А я все это время переводила францисканские легенды (причем мне достались, пожалуй, не лучшие: не Legenda maggiore Бонавентуры и не Leggenda perugina). Франциск у меня как-то соединяется с Пушкиным — и с Андерсеном, представьте себе, и с отцом Димитрием. Странная цепочка? Что в этом общего? Приветливость, может быть; приветливый ум — или приятный, в цел. значении (тот, который принимается: «кадило приятное») И, мне кажется, «большой стиль» без такой «приятности» немыслим. Она-то потустороння и холодной бездушности, и жаркому бреду, о которых Вы пишите: ведь и этот холод, и этот жар — одинокие вещи, ни к кому не приветливые, никем не принятые (во время своего выговаривания). Я тут читала М. Бубера новое (первое) издание по-русски «Я и Ты» (до этого я только по-немецки читала его «Хасидские легенды»). У него, собственно, одна тема с Яннарасом: связь как образ жизни (Яннарас видит в этом исключительно христианское, и больше — православное достояние, и Бубер описывает его почти теми же словами, не выходя из иудаизма). Это совершенно иное «Я» (иное, чем индивидуалистское). «Я, в котором Ты, без которого нет Меня» сумел описать в августиновской личности Баткин.
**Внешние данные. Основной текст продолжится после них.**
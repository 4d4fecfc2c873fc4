//! Transaction management tools.
//!
//! - `begin_transaction`: open a transaction on a connection
//! - `commit`: commit it
//! - `rollback`: roll it back
//!
//! Each is a no-op with an informational message when there is nothing to
//! do (begin while open, commit/rollback while idle).

use crate::error::DbResult;
use crate::models::{RunOutcome, TxCommand};
use crate::session::Workbench;
use schemars::JsonSchema;
use serde::{Deserialize, Serialize};

/// Input for the begin_transaction, commit and rollback tools.
#[derive(Debug, Clone, Default, Deserialize, JsonSchema)]
pub struct TransactionInput {
    /// Connection ID from list_connections. Defaults to the active connection.
    #[serde(default)]
    pub connection_id: Option<String>,
}

/// Output from the transaction tools.
#[derive(Debug, Clone, Serialize, JsonSchema)]
pub struct TransactionOutput {
    pub connection_id: String,
    pub command: TxCommand,
    /// False when the call was a no-op
    pub changed: bool,
    pub in_transaction: bool,
    /// Human-readable status message
    pub message: String,
}

/// Handler for transaction management tools.
pub struct TransactionToolHandler {
    workbench: Workbench,
}

impl TransactionToolHandler {
    pub fn new(workbench: Workbench) -> Self {
        Self { workbench }
    }

    pub async fn handle(
        &self,
        command: TxCommand,
        input: TransactionInput,
    ) -> DbResult<TransactionOutput> {
        let connection_id = self.workbench.resolve(input.connection_id.as_deref())?;
        let id = Some(connection_id.as_str());
        let changed = match command {
            TxCommand::Begin => self.workbench.begin(id).await?,
            TxCommand::Commit => self.workbench.commit(id).await?,
            TxCommand::Rollback => self.workbench.rollback(id).await?,
        };
        let in_transaction = self
            .workbench
            .transaction_state(&connection_id)
            .await
            .is_some_and(|(open, _)| open);

        Ok(TransactionOutput {
            message: RunOutcome::Transaction { command, changed }.message(),
            connection_id,
            command,
            changed,
            in_transaction,
        })
    }
}
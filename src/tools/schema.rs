//! Schema browsing tools.
//!
//! This module implements the `list_schemas` and `list_tables` MCP tools.

use crate::error::DbResult;
use crate::models::SchemaTables;
use crate::session::Workbench;
use schemars::JsonSchema;
use serde::{Deserialize, Serialize};

/// Input for the list_schemas tool.
#[derive(Debug, Clone, Default, Deserialize, JsonSchema)]
pub struct ListSchemasInput {
    /// Connection ID from list_connections. Defaults to the active connection.
    #[serde(default)]
    pub connection_id: Option<String>,
}

#[derive(Debug, Clone, Serialize, JsonSchema)]
pub struct ListSchemasOutput {
    pub schemas: Vec<String>,
    pub count: usize,
}

/// Input for the list_tables tool.
#[derive(Debug, Clone, Default, Deserialize, JsonSchema)]
pub struct ListTablesInput {
    /// Connection ID from list_connections. Defaults to the active connection.
    #[serde(default)]
    pub connection_id: Option<String>,
    /// Only this schema (PostgreSQL), or the current database (MySQL)
    #[serde(default)]
    pub schema: Option<String>,
}

#[derive(Debug, Clone, Serialize, JsonSchema)]
pub struct ListTablesOutput {
    pub groups: Vec<SchemaTables>,
    /// Total tables across all groups
    pub count: usize,
}

/// Handler for schema browsing tools.
pub struct SchemaToolHandler {
    workbench: Workbench,
}

impl SchemaToolHandler {
    pub fn new(workbench: Workbench) -> Self {
        Self { workbench }
    }

    pub async fn list_schemas(&self, input: ListSchemasInput) -> DbResult<ListSchemasOutput> {
        let schemas = self
            .workbench
            .list_schemas(input.connection_id.as_deref())
            .await?;
        Ok(ListSchemasOutput {
            count: schemas.len(),
            schemas,
        })
    }

    pub async fn list_tables(&self, input: ListTablesInput) -> DbResult<ListTablesOutput> {
        let groups = self
            .workbench
            .list_tables(input.connection_id.as_deref(), input.schema.as_deref())
            .await?;
        Ok(ListTablesOutput {
            count: groups.iter().map(|g| g.tables.len()).sum(),
            groups,
        })
    }
}
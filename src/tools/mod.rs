//! MCP tool implementations.
//!
//! - `connection`: list, connect, disconnect, test, select and remove connections
//! - `query`: run SQL, re-read and export the last result
//! - `transaction`: begin, commit, rollback
//! - `schema`: list schemas and tables
//! - `format` / `export`: rendering and file export of results

pub mod connection;
pub mod export;
pub mod format;
pub mod query;
pub mod schema;
pub mod transaction;

pub use connection::{ConnectionIdInput, ConnectionToolHandler};
pub use export::{ExportFormat, ExportSummary};
pub use format::OutputFormat;
pub use query::{
    ExportInput, LastResultInput, LastResultOutput, QueryOutput, QueryToolHandler, RunQueryInput,
};
pub use schema::{ListSchemasInput, ListTablesInput, SchemaToolHandler};
pub use transaction::{TransactionInput, TransactionOutput, TransactionToolHandler};
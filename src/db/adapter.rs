//! Backend driver adapters.
//!
//! One closed set of backend variants behind a uniform capability set:
//! connect, test-connect, execute, begin, commit/rollback and close.
//!
//! # Handles
//!
//! - PostgreSQL keeps a pool. Ordinary statements borrow a connection for
//!   their duration; a transaction checks one out and keeps it until
//!   COMMIT/ROLLBACK.
//! - MySQL and SQLite keep a single persistent connection, which also
//!   carries any transaction.
//!
//! # Statements
//!
//! Statements are sent as raw SQL without bind arguments, so several
//! statements may be submitted at once. Only the last statement's outcome is
//! reported.

use crate::config::PoolOptions;
use crate::db::statement;
use crate::db::types::{self, RowToJson};
use crate::error::{DbError, DbResult};
use crate::models::{ColumnMetadata, ConnectionProfile, DatabaseType, QueryResult};
use futures_util::TryStreamExt;
use sqlx::mysql::{MySqlConnectOptions, MySqlConnection};
use sqlx::pool::PoolConnection;
use sqlx::postgres::{PgConnectOptions, PgConnection, PgPoolOptions};
use sqlx::sqlite::{SqliteConnectOptions, SqliteConnection};
use sqlx::{Connection, Database, Either, Executor, PgPool, Postgres};
use std::time::{Duration, Instant};
use tracing::{debug, warn};

/// A checked-out PostgreSQL connection dedicated to one transaction.
pub type PgTxHandle = PoolConnection<Postgres>;

/// The long-lived handle for one connection.
pub enum BackendHandle {
    Postgres(PgPool),
    MySql(MySqlConnection),
    Sqlite(SqliteConnection),
}

impl BackendHandle {
    pub fn db_type(&self) -> DatabaseType {
        match self {
            Self::Postgres(_) => DatabaseType::Postgres,
            Self::MySql(_) => DatabaseType::MySql,
            Self::Sqlite(_) => DatabaseType::Sqlite,
        }
    }
}

impl std::fmt::Debug for BackendHandle {
    fn fmt(&self, f: &mut std::fmt::Formatter<'_>) -> std::fmt::Result {
        match self {
            Self::Postgres(pool) => f
                .debug_struct("Postgres")
                .field("size", &pool.size())
                .field("idle", &pool.num_idle())
                .finish(),
            Self::MySql(_) => f.write_str("MySql"),
            Self::Sqlite(_) => f.write_str("Sqlite"),
        }
    }
}
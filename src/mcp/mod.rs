//! MCP server integration module.
//!
//! Exposes the workbench as MCP tools using the rmcp framework.

pub mod service;

pub use service::QueryDeckService;
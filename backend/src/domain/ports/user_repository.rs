use async_trait::async_trait;
use listing::ListQuery;
use uuid::Uuid;

use super::StoreError;
use crate::domain::User;

/// Persistence operations for user accounts.
///
/// `update` replaces the stored record wholesale; callers load, mutate, and
/// write back, which keeps the reset-token lifecycle a plain field update.
#[async_trait]
pub trait UserRepository: Send + Sync {
    /// Persist a new account.
    async fn insert(&self, user: &User) -> Result<(), StoreError>;

    /// Look up an account by id.
    async fn find_by_id(&self, id: Uuid) -> Result<Option<User>, StoreError>;

    /// Look up an account by (lowercased) e-mail.
    async fn find_by_email(&self, email: &str) -> Result<Option<User>, StoreError>;

    /// Look up the account holding an outstanding reset-token digest.
    async fn find_by_reset_hash(&self, hash: &str) -> Result<Option<User>, StoreError>;

    /// Write back a modified account.
    async fn update(&self, user: &User) -> Result<(), StoreError>;

    /// Delete an account; `false` when no row matched.
    async fn delete(&self, id: Uuid) -> Result<bool, StoreError>;

    /// List accounts per `query`, returning the page and the filtered total.
    async fn list(&self, query: &ListQuery) -> Result<(Vec<User>, u64), StoreError>;
}
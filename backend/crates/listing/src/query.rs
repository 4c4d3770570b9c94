//! Typed parser for list-endpoint query strings.
//!
//! Rewriting the whole query payload textually to turn `gt`/`gte`/`lt`/
//! `lte`/`in` tokens into database operators corrupts values that merely
//! contain those words. This parser recognises operators structurally
//! instead: only a bracketed sub-key (`field[op]=value`) is ever treated as
//! an operator.

use std::fmt;

/// Default page number when the request omits `page`.
pub const DEFAULT_PAGE: u32 = 1;
/// Default page size when the request omits `limit`.
pub const DEFAULT_LIMIT: u32 = 25;

/// Reserved control parameters that never become field filters.
const RESERVED: [&str; 4] = ["select", "sort", "page", "limit"];

/// A single field comparison parsed from the query string.
#[derive(Debug, Clone, PartialEq, Eq)]
pub enum Comparison {
    /// `field=value`
    Eq(String),
    /// `field[gt]=value`
    Gt(String),
    /// `field[gte]=value`
    Gte(String),
    /// `field[lt]=value`
    Lt(String),
    /// `field[lte]=value`
    Lte(String),
    /// `field[in]=a,b,c`
    In(Vec<String>),
}

impl Comparison {
    fn from_operator(op: &str, value: &str) -> Option<Self> {
        match op {
            "gt" => Some(Self::Gt(value.to_owned())),
            "gte" => Some(Self::Gte(value.to_owned())),
            "lt" => Some(Self::Lt(value.to_owned())),
            "lte" => Some(Self::Lte(value.to_owned())),
            "in" => Some(Self::In(
                value
                    .split(',')
                    .map(|part| part.trim().to_owned())
                    .filter(|part| !part.is_empty())
                    .collect(),
            )),
            _ => None,
        }
    }
}

/// A filter on a named field.
#[derive(Debug, Clone, PartialEq, Eq)]
pub struct Filter {
    /// Serialized field name as sent by the client (e.g. `averageCost`).
    pub field: String,
    /// Parsed comparison to apply.
    pub comparison: Comparison,
}

/// One sort key, in request order.
#[derive(Debug, Clone, PartialEq, Eq)]
pub struct SortKey {
    /// Serialized field name.
    pub field: String,
    /// `true` when the field was prefixed with `-`.
    pub descending: bool,
}

/// Errors raised while parsing a query string.
#[derive(Debug, Clone, PartialEq, Eq, thiserror::Error)]
pub enum ParseError {
    /// A bracketed sub-key was not a recognised operator.
    #[error("unknown filter operator '{operator}' on field '{field}'")]
    UnknownOperator {
        /// Field carrying the bad operator.
        field: String,
        /// The unrecognised sub-key.
        operator: String,
    },
    /// A filter key was structurally malformed (e.g. unbalanced brackets).
    #[error("malformed filter key '{key}'")]
    MalformedKey {
        /// The offending raw key.
        key: String,
    },
    /// `page` was not a positive integer.
    #[error("'page' must be a positive integer, got '{value}'")]
    InvalidPage {
        /// The raw value supplied.
        value: String,
    },
    /// `limit` was not a positive integer.
    #[error("'limit' must be a positive integer, got '{value}'")]
    InvalidLimit {
        /// The raw value supplied.
        value: String,
    },
}

/// Fully parsed list query.
#[derive(Debug, Clone, PartialEq, Eq)]
pub struct ListQuery {
    /// Field filters, in request order.
    pub filters: Vec<Filter>,
    /// Projection list from `select`, when present.
    pub select: Option<Vec<String>>,
    /// Sort keys from `sort`; empty means the caller's default applies.
    pub sort: Vec<SortKey>,
    /// One-based page number.
    pub page: u32,
    /// Page size.
    pub limit: u32,
}

impl Default for ListQuery {
    fn default() -> Self {
        Self {
            filters: Vec::new(),
            select: None,
            sort: Vec::new(),
            page: DEFAULT_PAGE,
            limit: DEFAULT_LIMIT,
        }
    }
}

impl ListQuery {
    /// Parse a raw query string (without the leading `?`).
    ///
    /// # Errors
    ///
    /// Returns a [`ParseError`] when a bracketed operator is unrecognised or
    /// `page`/`limit` are not positive integers.
    pub fn from_query_str(raw: &str) -> Result<Self, ParseError> {
        let mut query = Self::default();

        for (key, value) in url::form_urlencoded::parse(raw.as_bytes()) {
            let key = key.as_ref();
            let value = value.as_ref();
            match key {
                "select" => query.select = Some(split_field_list(value)),
                "sort" => query.sort = parse_sort(value),
                "page" => query.page = parse_positive(value).ok_or(ParseError::InvalidPage {
                    value: value.to_owned(),
                })?,
                "limit" => {
                    query.limit = parse_positive(value).ok_or(ParseError::InvalidLimit {
                        value: value.to_owned(),
                    })?;
                }
                _ => query.filters.push(parse_filter(key, value)?),
            }
        }

        Ok(query)
    }

    /// Zero-based row offset for the requested page.
    #[must_use]
    pub fn skip(&self) -> u64 {
        u64::from(self.page.saturating_sub(1)) * u64::from(self.limit)
    }
}

fn parse_positive(value: &str) -> Option<u32> {
    value.parse::<u32>().ok().filter(|n| *n >= 1)
}

fn split_field_list(value: &str) -> Vec<String> {
    // Comma and whitespace are interchangeable separators.
    value
        .split(|c: char| c == ',' || c.is_whitespace())
        .filter(|part| !part.is_empty())
        .map(str::to_owned)
        .collect()
}

fn parse_sort(value: &str) -> Vec<SortKey> {
    value
        .split(',')
        .map(str::trim)
        .filter(|part| !part.is_empty())
        .map(|part| match part.strip_prefix('-') {
            Some(field) => SortKey {
                field: field.to_owned(),
                descending: true,
            },
            None => SortKey {
                field: part.to_owned(),
                descending: false,
            },
        })
        .collect()
}

fn parse_filter(key: &str, value: &str) -> Result<Filter, ParseError> {
    debug_assert!(!RESERVED.contains(&key));

    let Some(open) = key.find('[') else {
        return Ok(Filter {
            field: key.to_owned(),
            comparison: Comparison::Eq(value.to_owned()),
        });
    };

    let malformed = || ParseError::MalformedKey { key: key.to_owned() };
    let field = key.get(..open).ok_or_else(malformed)?;
    let rest = key.get(open + 1..).ok_or_else(malformed)?;
    let close = rest.find(']').ok_or_else(malformed)?;
    if field.is_empty() || close != rest.len() - 1 {
        return Err(malformed());
    }
    let operator = rest.get(..close).ok_or_else(malformed)?;

    let comparison =
        Comparison::from_operator(operator, value).ok_or_else(|| ParseError::UnknownOperator {
            field: field.to_owned(),
            operator: operator.to_owned(),
        })?;

    Ok(Filter {
        field: field.to_owned(),
        comparison,
    })
}

impl fmt::Display for SortKey {
    fn fmt(&self, f: &mut fmt::Formatter<'_>) -> fmt::Result {
        if self.descending {
            write!(f, "-{}", self.field)
        } else {
            f.write_str(&self.field)
        }
    }
}

#[cfg(test)]
mod tests {
    use super::*;
    use rstest::rstest;

    #[test]
    fn bracketed_operator_parses_structurally() {
        let query =
            ListQuery::from_query_str("careers=Web%20Development&averageCost[lte]=10000").unwrap();
        assert_eq!(query.filters.len(), 2);
        assert_eq!(
            query.filters[0],
            Filter {
                field: "careers".into(),
                comparison: Comparison::Eq("Web Development".into()),
            }
        );
        assert_eq!(
            query.filters[1],
            Filter {
                field: "averageCost".into(),
                comparison: Comparison::Lte("10000".into()),
            }
        );
    }

    #[rstest]
    #[case("shelter=open", "shelter", Comparison::Eq("open".into()))]
    #[case("name=florent", "name", Comparison::Eq("florent".into()))]
    #[case("description=gte%20standards", "description", Comparison::Eq("gte standards".into()))]
    fn operator_words_inside_values_or_names_stay_literal(
        #[case] raw: &str,
        #[case] field: &str,
        #[case] comparison: Comparison,
    ) {
        let query = ListQuery::from_query_str(raw).unwrap();
        assert_eq!(query.filters, vec![Filter { field: field.into(), comparison }]);
    }

    #[test]
    fn in_operator_splits_on_commas() {
        let query = ListQuery::from_query_str("careers[in]=Business,UI%2FUX").unwrap();
        assert_eq!(
            query.filters[0].comparison,
            Comparison::In(vec!["Business".into(), "UI/UX".into()])
        );
    }

    #[test]
    fn unknown_bracketed_operator_is_rejected() {
        let err = ListQuery::from_query_str("careers[regex]=x").unwrap_err();
        assert_eq!(
            err,
            ParseError::UnknownOperator {
                field: "careers".into(),
                operator: "regex".into(),
            }
        );
    }

    #[rstest]
    #[case("careers[=x")]
    #[case("careers[in]x=y")]
    #[case("[in]=y")]
    fn malformed_keys_are_rejected(#[case] raw: &str) {
        assert!(matches!(
            ListQuery::from_query_str(raw),
            Err(ParseError::MalformedKey { .. })
        ));
    }

    #[test]
    fn reserved_keys_never_become_filters() {
        let query =
            ListQuery::from_query_str("select=name,description&sort=-name&page=2&limit=5").unwrap();
        assert!(query.filters.is_empty());
        assert_eq!(
            query.select.as_deref(),
            Some(&["name".to_owned(), "description".to_owned()][..])
        );
        assert_eq!(query.sort, vec![SortKey { field: "name".into(), descending: true }]);
        assert_eq!((query.page, query.limit), (2, 5));
        assert_eq!(query.skip(), 5);
    }

    #[test]
    fn select_accepts_whitespace_separators() {
        let query = ListQuery::from_query_str("select=name%20description,%20photo").unwrap();
        assert_eq!(
            query.select.as_deref(),
            Some(&["name".to_owned(), "description".to_owned(), "photo".to_owned()][..])
        );
    }

    #[rstest]
    #[case("page=0")]
    #[case("page=abc")]
    #[case("page=-2")]
    fn non_positive_page_is_rejected(#[case] raw: &str) {
        assert!(matches!(
            ListQuery::from_query_str(raw),
            Err(ParseError::InvalidPage { .. })
        ));
    }

    #[test]
    fn defaults_apply_when_query_is_empty() {
        let query = ListQuery::from_query_str("").unwrap();
        assert_eq!(query, ListQuery::default());
        assert_eq!(query.skip(), 0);
    }
}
И справедливо отметил, что человек может считаться (и по определенным меркам быть) верующим, находясь при этом в «обыкновенном» я (по-буберовски, не в парадигме «Я–Ты», а «Я–Оно»), таком, о котором с ужасом думал Франциск: «Если это (связь) у меня отнимется, то останется только душа и тело, как у всех неверующих». Научность, […] — мне кажется, и есть расширение сферы «Я-Оно» на все, что получится дистанцировать и рассмотреть. Но может, я огрубляю, и она имеет в виду что-то другое… Может ли быть «узкое свое»? Можно сказать, что оно как раз не свое: но я имею в виду то, что относится к «Я» вне связи, а таким может быть любое «собственное». Другое — как в Псалме: «Се азъ и дѣти моя иже даде ми Господь» (по памяти, может, не точно). Про первое «свое» я и говорю — приближенно — как про «узкое» (не понятое как, во-первых, данное, поданное — и как представленное вместе с собой в этом «Се»: вот мы), и в этом смысле о. Димитрий восхищенно говорил о Предтече: «Ничего своего у него не было». Так же можно было бы сказать: «У него все было свое». Мне кажется неоспоримым требование Гёте говорить о каждой вещи противоположные истины. О «своем» это так же справедливо. Все-таки мы знаем не только то, что знает язык в своей до-синайской глубине, разве нет? Во всяком случае, я люблю помнить, что все так, и наоборот.